L'adage de Haze était exact : si ton fusil à pompe est ridicule, tu l'es aussi. Ce qui est le cas de Haze, mais pas de TimeSplitters. (Explication de la private-joke : dans Haze, un personnage en insulte un autre en lui disant qu'il est aussi ridicule que son fusil à pompe. Ca m'a un peu marqué).
Mais TimeSplitters est aussi un jeu beaucoup trop court, les 9 niveaux se torshent beaucoup trop rapidement, et sont surtout beaucoup trop répétitifs de par leur structure (récupérer un item et le ramener à la zone cible). Si on en attend beaucoup, le titre peut vraiment nous laisser sur notre faim, et ses imperfections du fait de son âge avancé peuvent prendre le dessus. A l'époque d'ailleurs, j'avais été grandement déçu du titre car je l'ai acheté après TimeSplitters 2.

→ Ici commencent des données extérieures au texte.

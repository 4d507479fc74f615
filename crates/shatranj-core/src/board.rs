//! The chess board: piece placement, move execution, and game-state queries.

use std::fmt;

use tracing::{debug, trace};

use crate::chess_move::Move;
use crate::color::Color;
use crate::coord::Coord;
use crate::piece::Piece;
use crate::piece_kind::PieceKind;
use crate::rules;
use crate::square::Square;

/// Piece kinds on the back rank, left to right from file a.
const BACK_RANK: [PieceKind; 8] = [
    PieceKind::Rook,
    PieceKind::Knight,
    PieceKind::Bishop,
    PieceKind::Queen,
    PieceKind::King,
    PieceKind::Bishop,
    PieceKind::Knight,
    PieceKind::Rook,
];

/// The 8x8 playing field.
///
/// The board owns all 64 squares; pieces change squares only through
/// [`Board::try_move`] and the setup methods, so every completed
/// mutation leaves the position consistent. Rejected move attempts are
/// side-effect free: the board compares equal to its pre-call state.
///
/// The board is a single-threaded resource. Mutating operations take
/// `&mut self`, so exclusive access during a move is enforced at
/// compile time; callers that share a board across threads must
/// serialize access around it.
#[derive(Clone, PartialEq, Eq)]
pub struct Board {
    squares: [Square; Coord::COUNT],
}

impl Board {
    /// Create a board with all 64 squares vacant.
    pub fn empty() -> Board {
        Board {
            squares: std::array::from_fn(|i| Square::new(Coord::from_index_unchecked(i as u8))),
        }
    }

    /// Create a board holding the standard starting position.
    pub fn starting_position() -> Board {
        let mut board = Board::empty();
        board.reset();
        board
    }

    /// Restore the standard starting position in place.
    ///
    /// Black's pieces fill rows 0 and 1 (ranks 8 and 7), White's fill
    /// rows 6 and 7 (ranks 2 and 1).
    pub fn reset(&mut self) {
        self.clear();
        for (col, &kind) in BACK_RANK.iter().enumerate() {
            let col = col as u8;
            self.place(Coord::new_unchecked(col, 0), Piece::new(kind, Color::Black));
            self.place(Coord::new_unchecked(col, 7), Piece::new(kind, Color::White));
        }
        for col in 0..8 {
            self.place(Coord::new_unchecked(col, 1), Piece::BLACK_PAWN);
            self.place(Coord::new_unchecked(col, 6), Piece::WHITE_PAWN);
        }
        debug!("board reset to the starting position");
    }

    /// Remove every piece from the board.
    pub fn clear(&mut self) {
        for square in &mut self.squares {
            square.set_occupant(None);
        }
    }

    /// Put a piece on a square, replacing any previous occupant.
    ///
    /// Intended for custom setups; it performs no legality checks.
    pub fn place(&mut self, coord: Coord, piece: Piece) {
        self.squares[coord.index()].set_occupant(Some(piece));
    }

    /// Take the piece off a square, returning it if one was there.
    pub fn remove(&mut self, coord: Coord) -> Option<Piece> {
        let removed = self.squares[coord.index()].occupant();
        self.squares[coord.index()].set_occupant(None);
        removed
    }

    /// Return the square at the given coordinate.
    #[inline]
    pub fn square(&self, coord: Coord) -> &Square {
        &self.squares[coord.index()]
    }

    /// Return the piece on the given coordinate, if any.
    #[inline]
    pub fn piece_at(&self, coord: Coord) -> Option<Piece> {
        self.squares[coord.index()].occupant()
    }

    /// Return `true` if no occupant stands strictly between the two
    /// endpoints. The endpoints themselves are not inspected.
    ///
    /// Callers must pass endpoints that share a rank, a file, or an
    /// exact diagonal; the walk advances one unit step at a time along
    /// the sign of each delta.
    pub fn path_is_clear(&self, from: Coord, to: Coord) -> bool {
        let dcol = (to.col() as i8 - from.col() as i8).signum();
        let drow = (to.row() as i8 - from.row() as i8).signum();
        debug_assert!(
            from.col() == to.col()
                || from.row() == to.row()
                || (to.col() as i8 - from.col() as i8).abs()
                    == (to.row() as i8 - from.row() as i8).abs(),
            "path walk requires a straight or diagonal vector"
        );

        let mut cursor = from;
        while let Some(next) = cursor.offset(dcol, drow) {
            if next == to {
                return true;
            }
            if !self.square(next).is_empty() {
                return false;
            }
            cursor = next;
        }
        true
    }

    /// Attempt a move for the given color. Returns `true` and mutates
    /// the board only when the move is fully legal.
    ///
    /// Rejections, in order: null move, empty origin, wrong-color
    /// mover, friendly piece on the destination, the piece's movement
    /// rule, and finally a move that would leave the mover's own king
    /// in check. Every rejection returns `false` with the board
    /// untouched, so callers may simply pick another move.
    pub fn try_move(&mut self, from: Coord, to: Coord, mover: Color) -> bool {
        if from == to {
            return false;
        }
        let piece = match self.piece_at(from) {
            Some(piece) => piece,
            None => {
                trace!(%from, %to, "move rejected: empty origin");
                return false;
            }
        };
        if piece.color() != mover {
            trace!(%from, %to, %mover, "move rejected: piece belongs to the opponent");
            return false;
        }
        if let Some(target) = self.piece_at(to) {
            if target.color() == mover {
                trace!(%from, %to, "move rejected: friendly piece on destination");
                return false;
            }
        }
        if !rules::is_pseudo_legal(piece, from, to, self) {
            trace!(%from, %to, kind = %piece.kind(), "move rejected: movement rule");
            return false;
        }
        if self.exposes_king(from, to, mover) {
            trace!(%from, %to, %mover, "move rejected: leaves own king in check");
            return false;
        }

        self.squares[to.index()].set_occupant(Some(piece));
        self.squares[from.index()].set_occupant(None);
        debug!(%from, %to, %mover, "move committed");
        true
    }

    /// Attempt a move, inferring the mover's color from the piece on
    /// the origin square. Returns `false` when the origin is empty.
    pub fn try_move_from(&mut self, from: Coord, to: Coord) -> bool {
        match self.piece_at(from) {
            Some(piece) => self.try_move(from, to, piece.color()),
            None => false,
        }
    }

    /// Attempt a [`Move`] value, typically one produced by
    /// [`Board::legal_moves`].
    pub fn apply(&mut self, mv: Move) -> bool {
        self.try_move_from(mv.source(), mv.dest())
    }

    /// Tentatively play `from` → `to`, test whether `mover`'s king is
    /// attacked, and restore both squares exactly before returning.
    ///
    /// Only the two touched squares are snapshotted; nothing else
    /// changes, so the rollback is total.
    fn exposes_king(&mut self, from: Coord, to: Coord, mover: Color) -> bool {
        let piece = self.squares[from.index()].occupant();
        let captured = self.squares[to.index()].occupant();

        self.squares[to.index()].set_occupant(piece);
        self.squares[from.index()].set_occupant(None);
        let exposed = self.in_check(mover);
        self.squares[from.index()].set_occupant(piece);
        self.squares[to.index()].set_occupant(captured);

        exposed
    }

    /// Return `true` if the given color's king is attacked.
    ///
    /// A board with no king of that color reports `false`; scenario
    /// setups without both kings are still answerable. Detection scans
    /// every opposing piece's movement rule against the king's square
    /// and deliberately never consults check safety itself.
    pub fn in_check(&self, color: Color) -> bool {
        let Some(king) = self.find_king(color) else {
            return false;
        };
        Coord::all().any(|from| match self.piece_at(from) {
            Some(attacker) if attacker.color() == color.opponent() => {
                rules::is_pseudo_legal(attacker, from, king, self)
            }
            _ => false,
        })
    }

    /// Enumerate every legal move for the given color.
    ///
    /// Candidates are scanned in ascending (origin row, origin column,
    /// destination row, destination column) order, so the result is
    /// deterministic for a given position. The list is recomputed on
    /// every call; it is never cached.
    pub fn legal_moves(&self, color: Color) -> Vec<Move> {
        let mut moves = Vec::new();
        // Candidate simulations run on a private copy so this query can
        // take `&self` while reusing the same two-square rollback as
        // `try_move`.
        let mut scratch = self.clone();
        for from in Coord::all() {
            let piece = match self.piece_at(from) {
                Some(piece) if piece.color() == color => piece,
                _ => continue,
            };
            for to in Coord::all() {
                if from == to {
                    continue;
                }
                if let Some(target) = self.piece_at(to) {
                    if target.color() == color {
                        continue;
                    }
                }
                if !rules::is_pseudo_legal(piece, from, to, self) {
                    continue;
                }
                if scratch.exposes_king(from, to, color) {
                    continue;
                }
                moves.push(Move::new(from, to));
            }
        }
        moves
    }

    /// Return `true` if the given color is checkmated: in check with no
    /// legal moves.
    pub fn is_checkmate(&self, color: Color) -> bool {
        self.in_check(color) && self.legal_moves(color).is_empty()
    }

    /// Return `true` if the given color is stalemated: not in check but
    /// without any legal move.
    pub fn is_stalemate(&self, color: Color) -> bool {
        !self.in_check(color) && self.legal_moves(color).is_empty()
    }

    /// Return the square holding the king of the given color, if present.
    fn find_king(&self, color: Color) -> Option<Coord> {
        let king = Piece::new(PieceKind::King, color);
        Coord::all().find(|&coord| self.piece_at(coord) == Some(king))
    }

    /// Return a pretty-printable wrapper for this board.
    pub fn pretty(&self) -> PrettyBoard<'_> {
        PrettyBoard(self)
    }
}

impl fmt::Debug for Board {
    fn fmt(&self, f: &mut fmt::Formatter<'_>) -> fmt::Result {
        write!(f, "Board:\n{}", self.pretty())
    }
}

/// Wrapper for pretty-printing a board as an 8x8 grid.
pub struct PrettyBoard<'a>(&'a Board);

impl fmt::Display for PrettyBoard<'_> {
    fn fmt(&self, f: &mut fmt::Formatter<'_>) -> fmt::Result {
        for row in 0u8..8 {
            write!(f, "{}  ", 8 - row)?;
            for col in 0u8..8 {
                let c = match self.0.piece_at(Coord::new_unchecked(col, row)) {
                    Some(piece) => piece.letter(),
                    None => '.',
                };
                if col < 7 {
                    write!(f, "{c} ")?;
                } else {
                    write!(f, "{c}")?;
                }
            }
            writeln!(f)?;
        }
        write!(f, "   a b c d e f g h")
    }
}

Heureusement, les différents modes de difficultés ajoutent une rejouabilité, d'autant que le challenge est plutôt corsé par l'aspect très die & retry du titre par moment. Pour les plus courageux, des défis très difficiles (je trouve, en tout cas), vous attendent, et vous permettront de débloquer des personnages pour le multijoueur. Mais honnêtement, cela n'a pas grand intérêt, puisque même s'il reste plutôt fun il vaut mieux privilégier le multijoueur des deux opus suivants.
Ce premier opus de la saga est évidemment le moins bon. Tout ce qu'il fait, les suivants le font en mieux. Que ce soit la campagne, les ambiances, le multijoueur et les défis... Si sa sobriété lui fait du tort, c'est aussi ce qui fait son charme et contribue à lui donner un intérêt en coopération encore de nos jours. Un charme old school, revivifiant, qui te donne du plaisir et du challenge pendant quelques heures durant lesquelles tu vas t'éclater. C'est bête et méchant, mais c'est sacrément bon sans être brillant. Si j'étais plus honnête, ma note serait de 6 pour ce premier titre, mais force est d'avouer que j'aime y retourner de temps en temps. Pour son charme. Pour ses graphismes cubiques old-school. Pour son challenge. Et car un TimeSplitters, même le moins bon de la série, est toujours un jeu fun, bordel.
Et pourtant, ce jeu si imparfait est tellement meilleur que son plus petit frère. Avec les années, les studios tendent majoritairement à rendre les FPS plus sérieux, avec des histoires militaires toutes plus sérieuses les unes que les autres mais dont on se fout royalement. Avec des armes plus réalistes que l'on ne peut porter qu'en nombre limité pour un aspect plus immersif. Avec une putain de régénération automatique. Je n'ai pas envie de dire que le jeu vidéo c'était mieux avant, loin de là, mais à limiter le fun au profit du réalisme il y a grand risque de se casser les dents. Et c'est pour cela je pense que parmi la masse des FPS qui sortent de nos jours, peu nous mettent des étoiles plein les yeux, et quand c'est le cas c'est rarement à cause de leur gameplay réaliste.
Et Free Radical a suivit cette direction avec Haze, qui est un peu l'archétype du FPS sans génie absolument pas fonctionnel.
Le réalisme et l'immersion, c'est bien, mais encore faut-il savoir le maîtriser.
Au fond, parfois, même si c'est fait de manière vieillotte et brouillonne, c'est tellement mieux de juste s'enfoncer à toute allure dans une pyramide pour défoncer des momies au shootgun.